JPS62177604A - Shift controller for traveling object - Google Patents

Abstract

PURPOSE:To reduce the load of workers and to improve the operating efficiency with a shift controller for traveling object by using an input means for spot information of a traveling robot and a robot shift route production means and therefore setting an optimum shift route of the robot despite a change of the target spot or the shift route. CONSTITUTION:An information input means supplies the map information showing all shift routes of a traveling robot 2, the direction selecting priority information on each node, and the information on relation between the parts recognition numbers and these parts receivers to store them in a RAM 13 from an input part 14 prior to transport of parts among those functions of a CPU 11. While an optimum shift route production means produces an optimum circulating shift route every time a parts is put on the robot 2 for each receiver node of parts based on the map information, etc. A drive control means delivers a drive command to the robot 2 according to the optimum shift route information. Thus an optimum shift route is automatically set each time despite the change of the receiver of parts or the change of the type of parts. As a result, a worker has not to set the shift route of the robot 2.

Description

[Detailed description of the invention] [Technical field of invention] The present invention relates to an improvement in a movement control device for a traveling object.

[Technical background of the invention]

In recent years, in relatively large business establishments such as factories, for example, a grid-like movement path is constructed in a predetermined area of the floor, and a transshipment device such as a manipulator is installed on a moving body 1, such as a self-propelled vehicle, along this movement path. Systems have been developed in which, for example, parts are automatically transported by moving a traveling robot. FIG. 8 shows an example of the configuration of the movement path of this type of system, in which the traveling robot moves between the parts unloading device, the loading device, and the nodes SO to S4 provided corresponding to a plurality of parts stations. It is configured so that it can be visited via each route.

Note that P1 to P9 in the figure indicate nodes that serve as branching or stopping points when the traveling robot moves.

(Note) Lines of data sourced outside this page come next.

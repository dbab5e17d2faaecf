//! Incremental message framing.
//!
//! [`Framer`] reconstructs discrete messages from an arbitrarily chunked
//! byte stream. State persists between [`feed`](Framer::feed) calls: a
//! header may arrive one byte at a time, a body may span many deliveries,
//! and a single delivery may complete several messages.

use std::collections::HashSet;
use std::mem;

use bytes::{Buf, Bytes, BytesMut};
use thiserror::Error;

use super::header::{find_terminator, HeaderBlock};
use super::{ACCEPT_ENCODING, CONTENT_ENCODING, CONTENT_LENGTH, DEFLATE, HEADER_TERMINATOR, IDENTITY, UID};

/// Wire-format violations. All of these are fatal to the session.
#[derive(Error, Debug)]
pub enum FramingError {
    /// The accumulator exceeded the header limit with no terminator in sight.
    #[error("maximum header length exceeded: read {read}/{limit}")]
    HeaderTooLong {
        /// Bytes accumulated so far.
        read: usize,
        /// Configured maximum header length.
        limit: usize,
    },

    /// Header text could not be parsed at all.
    #[error("malformed header: {0}")]
    MalformedHeader(String),

    /// Every message must declare its body length.
    #[error("missing content-length header")]
    MissingContentLength,

    /// `content-length` was present but not a decimal integer.
    #[error("unparsable content-length: {0:?}")]
    InvalidContentLength(String),

    /// Declared content length exceeds the configured maximum.
    #[error("specified content length too large: {declared}/{limit}")]
    OversizedContent {
        /// Length the peer declared.
        declared: usize,
        /// Configured maximum message size.
        limit: usize,
    },

    /// `content-encoding` named a transform this engine does not speak.
    #[error("content encoding {0:?} not supported")]
    UnsupportedEncoding(String),
}

/// Body transfer encoding negotiated per message via `content-encoding`.
#[derive(Debug, Clone, Copy, PartialEq, Eq, Default)]
pub enum ContentEncoding {
    /// Body bytes are the message text itself.
    #[default]
    Identity,
    /// Body bytes are a deflate stream; inflate before decoding.
    Deflate,
}

impl ContentEncoding {
    fn parse(value: Option<&str>) -> Result<Self, FramingError> {
        match value {
            None => Ok(ContentEncoding::Identity),
            Some(v) if v.eq_ignore_ascii_case(IDENTITY) => Ok(ContentEncoding::Identity),
            Some(v) if v.eq_ignore_ascii_case(DEFLATE) => Ok(ContentEncoding::Deflate),
            Some(other) => Err(FramingError::UnsupportedEncoding(other.to_string())),
        }
    }
}

/// One complete message extracted from the stream.
#[derive(Debug)]
pub struct Frame {
    /// Correlation token from the `uid` header, `0` when absent.
    pub uid: u64,
    /// Transfer encoding of `body`.
    pub encoding: ContentEncoding,
    /// Start line of the header block, empty when there was none.
    pub start_line: String,
    /// Exactly `content-length` raw body bytes.
    pub body: Bytes,
}

enum FramerState {
    AwaitingHeader,
    AwaitingBody {
        remaining: usize,
        uid: u64,
        encoding: ContentEncoding,
        start_line: String,
    },
}

/// Incremental framing state machine.
///
/// `AwaitingHeader -> AwaitingBody -> AwaitingHeader`, one cycle per
/// message. The accumulator is append-only between messages; consumed
/// header and body text is dropped as soon as it is used.
pub struct Framer {
    buf: BytesMut,
    /// Terminator scan resumes here, so already-searched text is skipped.
    scan_from: usize,
    body: BytesMut,
    state: FramerState,
    /// Encodings the peer has advertised via `accept-encoding`. Persists
    /// across messages for the life of the session.
    accepted: HashSet<String>,
    max_header_len: usize,
    max_message_size: usize,
}

impl Framer {
    /// Create a framer enforcing the given limits.
    pub fn new(max_header_len: usize, max_message_size: usize) -> Self {
        Self {
            buf: BytesMut::with_capacity(max_header_len),
            scan_from: 0,
            body: BytesMut::new(),
            state: FramerState::AwaitingHeader,
            accepted: HashSet::new(),
            max_header_len,
            max_message_size,
        }
    }

    /// Append newly delivered bytes and extract every complete message.
    ///
    /// Messages are pushed onto `frames` in wire order. Returns an error on
    /// the first wire-format violation; the framer must not be fed again
    /// after that.
    pub fn feed(&mut self, chunk: &[u8], frames: &mut Vec<Frame>) -> Result<(), FramingError> {
        self.buf.extend_from_slice(chunk);

        loop {
            match &mut self.state {
                FramerState::AwaitingHeader => {
                    let Some(header_len) = find_terminator(&self.buf, self.scan_from) else {
                        if self.buf.len() > self.max_header_len {
                            return Err(FramingError::HeaderTooLong {
                                read: self.buf.len(),
                                limit: self.max_header_len,
                            });
                        }
                        // Back up so a terminator split across deliveries is
                        // still found.
                        self.scan_from =
                            self.buf.len().saturating_sub(HEADER_TERMINATOR.len() - 1);
                        return Ok(());
                    };

                    let block = HeaderBlock::parse(&self.buf, header_len)?;
                    self.buf.advance(header_len);
                    self.scan_from = 0;

                    let (remaining, uid, encoding) = self.extract_fields(&block)?;
                    self.body.clear();
                    self.body.reserve(remaining);
                    self.state = FramerState::AwaitingBody {
                        remaining,
                        uid,
                        encoding,
                        start_line: block.start_line,
                    };
                },
                FramerState::AwaitingBody {
                    remaining,
                    uid,
                    encoding,
                    start_line,
                } => {
                    let take = (*remaining).min(self.buf.len());
                    self.body.extend_from_slice(&self.buf[..take]);
                    self.buf.advance(take);
                    *remaining -= take;

                    if *remaining > 0 {
                        return Ok(());
                    }

                    frames.push(Frame {
                        uid: *uid,
                        encoding: *encoding,
                        start_line: mem::take(start_line),
                        body: self.body.split().freeze(),
                    });
                    self.state = FramerState::AwaitingHeader;
                },
            }
        }
    }

    /// Pull the message metadata out of a completed header block.
    fn extract_fields(
        &mut self,
        block: &HeaderBlock,
    ) -> Result<(usize, u64, ContentEncoding), FramingError> {
        let length_field = block
            .get(CONTENT_LENGTH)
            .ok_or(FramingError::MissingContentLength)?;
        let content_length: usize = length_field
            .parse()
            .map_err(|_| FramingError::InvalidContentLength(length_field.to_string()))?;

        if content_length > self.max_message_size {
            return Err(FramingError::OversizedContent {
                declared: content_length,
                limit: self.max_message_size,
            });
        }

        let uid = block.get(UID).and_then(|v| v.parse().ok()).unwrap_or(0);
        let encoding = ContentEncoding::parse(block.get(CONTENT_ENCODING))?;

        if let Some(list) = block.get(ACCEPT_ENCODING) {
            for entry in list.split(',') {
                self.accepted.insert(entry.trim().to_lowercase());
            }
        }

        Ok((content_length, uid, encoding))
    }

    /// Has the peer advertised support for `encoding` via `accept-encoding`?
    pub fn peer_accepts(&self, encoding: &str) -> bool {
        self.accepted.contains(encoding)
    }

    /// Bytes currently buffered and not yet consumed by framing.
    pub fn buffered(&self) -> usize {
        self.buf.len()
    }
}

(Problems with the Background Art) By the way, in order to actually move the mobile robot on such a movement path, the movement path must be determined in advance according to the node position of each station, which is the destination point for transporting parts among all parts stations. Conventionally, this movement route is set by an operator, for example, by manual calculation, and set in the movement control device of the traveling robot, each time the transport destination point is determined. For this reason, for example, if there is a change in the expected destination, or if the travel route is changed due to moving or adding a parts station, the worker must re-set the optimal travel route each time. The work was extremely troublesome and placed a heavy burden on the workers. Also, since it takes a lot of time to set the travel route, the system stops operating for a long time.
As a result, the operational efficiency of the system was reduced.

(Objective of the Invention) The present invention makes it possible to easily and quickly set the optimum travel route for a traveling object even if the destination point or travel route changes, thereby reducing the burden on workers and improving system efficiency. An object of the present invention is to provide a movement control device for a traveling body that can improve operational efficiency.

[Summary of the invention]

In order to achieve the above-mentioned object, the present invention provides map information representing the entire travel route of the traveling object and a point representing the target point of travel of the traveling object among a plurality of branching or stopping points set in the entire travel route. an input means for inputting information, and
A movement route creation means is provided, and when the map information and movement target point information are inputted by the input means, the movement route creation means calculates the optimum movement route for moving the traveling object to the movement target point using the map information. Based on this, the vehicle is paralyzed and the vehicle is made to travel along this optimal travel route.

[Embodiments of the invention]

FIG. 1 shows the movement in one embodiment of the present invention. ,ll II
This is a schematic configuration diagram of an automatic conveyance system equipped with an I In device, in which 1 is a movement control device, 2 is a traveling robot, 3 and 4 are a parts unloading device and a parts loading Vit station, each equipped with a belt conveyor for picking up and delivering parts. It shows. Of these, the traveling robot 2 is configured to be movable in four mutually orthogonal directions, and includes a component mounting section and a manipulator 2a for loading and unloading components. Further, above the parts carrying-out device 3 and the parts carrying-in device 4, an image pickup device 5.6 consisting of, for example, an industrial television (ITV) camera is provided.
are arranged, and the identification numbers displayed on the components on the component carry-out device 3 and component carry-in device 4 are read by these imagers 5.6.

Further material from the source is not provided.